** Opening Material provided block **

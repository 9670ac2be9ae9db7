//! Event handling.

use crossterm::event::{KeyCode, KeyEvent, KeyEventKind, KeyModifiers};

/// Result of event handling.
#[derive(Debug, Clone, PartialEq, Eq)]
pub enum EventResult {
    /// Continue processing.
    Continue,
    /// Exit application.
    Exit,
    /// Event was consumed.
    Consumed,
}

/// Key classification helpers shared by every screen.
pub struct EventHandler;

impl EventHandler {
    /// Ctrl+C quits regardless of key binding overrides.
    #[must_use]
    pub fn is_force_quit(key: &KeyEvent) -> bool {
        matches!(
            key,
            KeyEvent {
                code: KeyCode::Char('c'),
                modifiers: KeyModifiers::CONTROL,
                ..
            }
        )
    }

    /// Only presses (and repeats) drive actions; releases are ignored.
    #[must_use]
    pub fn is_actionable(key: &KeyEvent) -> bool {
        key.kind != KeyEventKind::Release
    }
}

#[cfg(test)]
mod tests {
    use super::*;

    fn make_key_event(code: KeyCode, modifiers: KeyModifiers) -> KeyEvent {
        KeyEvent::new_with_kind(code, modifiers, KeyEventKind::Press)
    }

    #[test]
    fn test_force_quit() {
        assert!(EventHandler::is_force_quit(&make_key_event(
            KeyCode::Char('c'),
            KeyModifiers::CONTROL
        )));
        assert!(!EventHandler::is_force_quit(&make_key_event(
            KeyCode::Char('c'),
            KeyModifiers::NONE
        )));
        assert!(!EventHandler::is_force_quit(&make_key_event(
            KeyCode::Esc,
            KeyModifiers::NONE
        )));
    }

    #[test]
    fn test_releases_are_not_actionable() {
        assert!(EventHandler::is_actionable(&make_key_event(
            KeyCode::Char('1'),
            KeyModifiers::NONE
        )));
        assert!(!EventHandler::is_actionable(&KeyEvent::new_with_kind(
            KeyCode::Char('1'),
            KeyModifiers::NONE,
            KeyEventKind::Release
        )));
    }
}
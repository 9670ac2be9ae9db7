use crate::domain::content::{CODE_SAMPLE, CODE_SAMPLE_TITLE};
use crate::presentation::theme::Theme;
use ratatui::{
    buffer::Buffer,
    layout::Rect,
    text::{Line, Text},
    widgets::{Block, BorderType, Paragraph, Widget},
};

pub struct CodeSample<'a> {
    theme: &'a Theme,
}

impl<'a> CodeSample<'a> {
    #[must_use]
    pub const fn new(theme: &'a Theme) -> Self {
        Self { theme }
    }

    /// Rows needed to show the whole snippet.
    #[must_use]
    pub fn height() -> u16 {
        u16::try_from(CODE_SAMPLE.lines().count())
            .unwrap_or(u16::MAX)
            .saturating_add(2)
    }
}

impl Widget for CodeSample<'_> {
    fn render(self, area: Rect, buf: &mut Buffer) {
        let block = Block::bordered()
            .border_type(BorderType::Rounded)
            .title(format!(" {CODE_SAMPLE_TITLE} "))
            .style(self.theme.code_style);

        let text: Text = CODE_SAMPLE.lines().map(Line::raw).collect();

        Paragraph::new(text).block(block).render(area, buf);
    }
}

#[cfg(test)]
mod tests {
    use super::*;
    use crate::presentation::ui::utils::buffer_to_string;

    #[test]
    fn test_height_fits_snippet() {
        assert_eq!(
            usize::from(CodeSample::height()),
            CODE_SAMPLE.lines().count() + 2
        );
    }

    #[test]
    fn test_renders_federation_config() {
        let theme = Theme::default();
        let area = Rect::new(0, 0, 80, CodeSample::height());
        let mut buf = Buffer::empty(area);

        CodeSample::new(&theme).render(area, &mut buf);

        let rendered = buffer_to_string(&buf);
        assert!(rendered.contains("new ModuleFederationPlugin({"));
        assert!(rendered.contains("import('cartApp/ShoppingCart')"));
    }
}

** Closing Material provided block **

With the line containing "let mut buf = Buffer::empty(area);" as the start and the last line of the entries as the end, print that whole span exactly.

        let mut buf = Buffer::empty(area);

        CodeSample::new(&theme).render(area, &mut buf);

        let rendered = buffer_to_string(&buf);
        assert!(rendered.contains("new ModuleFederationPlugin({"));
        assert!(rendered.contains("import('cartApp/ShoppingCart')"));
    }
}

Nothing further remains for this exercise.